↓↓↓
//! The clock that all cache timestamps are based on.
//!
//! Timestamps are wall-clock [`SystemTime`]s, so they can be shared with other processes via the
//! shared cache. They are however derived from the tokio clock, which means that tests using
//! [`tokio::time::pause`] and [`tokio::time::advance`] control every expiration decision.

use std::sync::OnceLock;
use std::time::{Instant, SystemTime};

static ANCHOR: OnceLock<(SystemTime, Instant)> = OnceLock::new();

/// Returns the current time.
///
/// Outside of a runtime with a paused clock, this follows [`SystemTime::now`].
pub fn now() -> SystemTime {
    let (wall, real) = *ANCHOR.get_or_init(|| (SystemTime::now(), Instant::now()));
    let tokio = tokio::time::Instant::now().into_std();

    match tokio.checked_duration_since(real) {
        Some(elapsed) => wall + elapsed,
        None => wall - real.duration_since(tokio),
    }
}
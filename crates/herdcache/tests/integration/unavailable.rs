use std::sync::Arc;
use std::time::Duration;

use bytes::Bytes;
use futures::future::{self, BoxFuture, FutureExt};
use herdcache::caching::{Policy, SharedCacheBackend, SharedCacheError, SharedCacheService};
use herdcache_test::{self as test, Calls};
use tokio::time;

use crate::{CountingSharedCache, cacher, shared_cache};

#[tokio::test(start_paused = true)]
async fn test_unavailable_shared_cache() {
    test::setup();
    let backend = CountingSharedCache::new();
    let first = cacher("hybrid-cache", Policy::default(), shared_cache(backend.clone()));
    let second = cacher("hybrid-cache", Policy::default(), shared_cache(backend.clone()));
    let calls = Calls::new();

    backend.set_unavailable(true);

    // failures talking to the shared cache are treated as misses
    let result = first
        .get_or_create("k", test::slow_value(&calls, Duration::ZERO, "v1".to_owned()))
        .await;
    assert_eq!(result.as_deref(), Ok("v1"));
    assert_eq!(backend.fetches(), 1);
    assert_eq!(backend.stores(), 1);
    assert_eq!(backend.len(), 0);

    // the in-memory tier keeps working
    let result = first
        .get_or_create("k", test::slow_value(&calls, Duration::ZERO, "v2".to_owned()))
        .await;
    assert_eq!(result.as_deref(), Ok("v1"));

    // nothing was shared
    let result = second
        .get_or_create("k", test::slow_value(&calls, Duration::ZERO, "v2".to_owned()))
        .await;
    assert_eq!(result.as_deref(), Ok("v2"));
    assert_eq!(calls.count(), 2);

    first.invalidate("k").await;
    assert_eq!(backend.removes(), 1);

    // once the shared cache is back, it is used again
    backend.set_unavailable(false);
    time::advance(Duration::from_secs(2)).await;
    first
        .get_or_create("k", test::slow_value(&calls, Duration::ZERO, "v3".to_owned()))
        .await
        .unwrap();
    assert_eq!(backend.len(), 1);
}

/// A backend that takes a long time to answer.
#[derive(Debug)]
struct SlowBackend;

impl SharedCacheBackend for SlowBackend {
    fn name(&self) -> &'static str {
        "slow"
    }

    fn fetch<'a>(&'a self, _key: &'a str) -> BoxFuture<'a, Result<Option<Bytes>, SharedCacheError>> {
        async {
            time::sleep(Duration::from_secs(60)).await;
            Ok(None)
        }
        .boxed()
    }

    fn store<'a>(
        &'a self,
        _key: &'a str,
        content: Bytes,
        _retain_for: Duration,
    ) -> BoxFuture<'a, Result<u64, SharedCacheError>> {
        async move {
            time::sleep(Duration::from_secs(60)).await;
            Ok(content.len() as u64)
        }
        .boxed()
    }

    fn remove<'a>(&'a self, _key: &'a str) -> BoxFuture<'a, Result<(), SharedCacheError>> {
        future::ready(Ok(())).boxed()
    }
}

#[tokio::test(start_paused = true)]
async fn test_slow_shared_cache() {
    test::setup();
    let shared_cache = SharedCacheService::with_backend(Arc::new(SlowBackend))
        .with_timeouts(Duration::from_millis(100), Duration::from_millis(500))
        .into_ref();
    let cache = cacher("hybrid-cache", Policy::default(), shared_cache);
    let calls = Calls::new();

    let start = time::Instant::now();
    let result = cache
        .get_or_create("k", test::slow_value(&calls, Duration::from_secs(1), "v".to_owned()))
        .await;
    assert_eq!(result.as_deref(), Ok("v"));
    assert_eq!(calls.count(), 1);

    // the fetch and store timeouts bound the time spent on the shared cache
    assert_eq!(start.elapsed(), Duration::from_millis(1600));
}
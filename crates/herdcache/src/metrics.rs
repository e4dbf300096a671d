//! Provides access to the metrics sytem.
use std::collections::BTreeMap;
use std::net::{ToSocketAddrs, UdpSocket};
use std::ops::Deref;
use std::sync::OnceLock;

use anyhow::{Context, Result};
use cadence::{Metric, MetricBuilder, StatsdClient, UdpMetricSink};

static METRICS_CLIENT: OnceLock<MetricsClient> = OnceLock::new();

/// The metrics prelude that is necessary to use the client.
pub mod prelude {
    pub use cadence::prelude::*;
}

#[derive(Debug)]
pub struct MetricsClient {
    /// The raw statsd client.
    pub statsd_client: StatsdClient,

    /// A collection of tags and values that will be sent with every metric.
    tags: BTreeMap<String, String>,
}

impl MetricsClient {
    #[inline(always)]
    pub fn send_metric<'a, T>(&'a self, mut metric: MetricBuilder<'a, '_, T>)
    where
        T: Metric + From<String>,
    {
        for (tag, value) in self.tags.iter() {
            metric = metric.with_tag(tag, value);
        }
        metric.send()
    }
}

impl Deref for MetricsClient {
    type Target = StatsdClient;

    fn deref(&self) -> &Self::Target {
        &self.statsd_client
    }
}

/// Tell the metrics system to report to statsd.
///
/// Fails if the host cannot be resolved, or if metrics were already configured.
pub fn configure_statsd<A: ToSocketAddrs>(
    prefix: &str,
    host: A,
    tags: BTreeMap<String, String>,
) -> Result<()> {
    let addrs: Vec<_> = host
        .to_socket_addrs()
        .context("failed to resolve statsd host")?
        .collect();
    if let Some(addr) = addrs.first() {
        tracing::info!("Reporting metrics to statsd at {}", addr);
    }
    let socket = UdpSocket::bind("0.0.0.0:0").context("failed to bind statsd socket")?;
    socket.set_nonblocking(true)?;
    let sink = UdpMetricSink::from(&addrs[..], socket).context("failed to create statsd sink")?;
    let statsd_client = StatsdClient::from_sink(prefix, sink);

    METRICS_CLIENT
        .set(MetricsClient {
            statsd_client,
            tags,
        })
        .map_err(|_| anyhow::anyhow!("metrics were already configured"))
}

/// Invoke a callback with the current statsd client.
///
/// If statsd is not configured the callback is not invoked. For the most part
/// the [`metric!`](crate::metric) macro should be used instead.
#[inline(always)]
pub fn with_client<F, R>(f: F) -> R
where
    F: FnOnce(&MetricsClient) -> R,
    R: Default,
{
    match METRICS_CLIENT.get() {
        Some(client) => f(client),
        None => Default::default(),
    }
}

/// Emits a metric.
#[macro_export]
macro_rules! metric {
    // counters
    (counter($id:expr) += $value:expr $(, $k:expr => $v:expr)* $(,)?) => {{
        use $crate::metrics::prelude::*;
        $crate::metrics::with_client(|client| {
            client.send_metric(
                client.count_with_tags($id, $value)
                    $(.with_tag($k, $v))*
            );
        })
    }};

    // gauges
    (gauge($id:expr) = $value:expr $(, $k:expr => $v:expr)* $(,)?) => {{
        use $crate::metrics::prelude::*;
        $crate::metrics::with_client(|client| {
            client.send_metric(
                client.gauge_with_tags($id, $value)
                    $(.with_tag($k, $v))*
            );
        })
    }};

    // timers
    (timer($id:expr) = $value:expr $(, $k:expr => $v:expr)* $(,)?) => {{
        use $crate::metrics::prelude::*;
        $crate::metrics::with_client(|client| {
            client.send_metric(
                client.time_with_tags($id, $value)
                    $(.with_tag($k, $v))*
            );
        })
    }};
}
↑↑↑
* _TASK GOAL_:
The string "ToSocketAddrs" may occur in the listing; show every line where it does.

* _YOUR SOLUTION_:
use std::net::{ToSocketAddrs, UdpSocket};
pub fn configure_statsd<A: ToSocketAddrs>(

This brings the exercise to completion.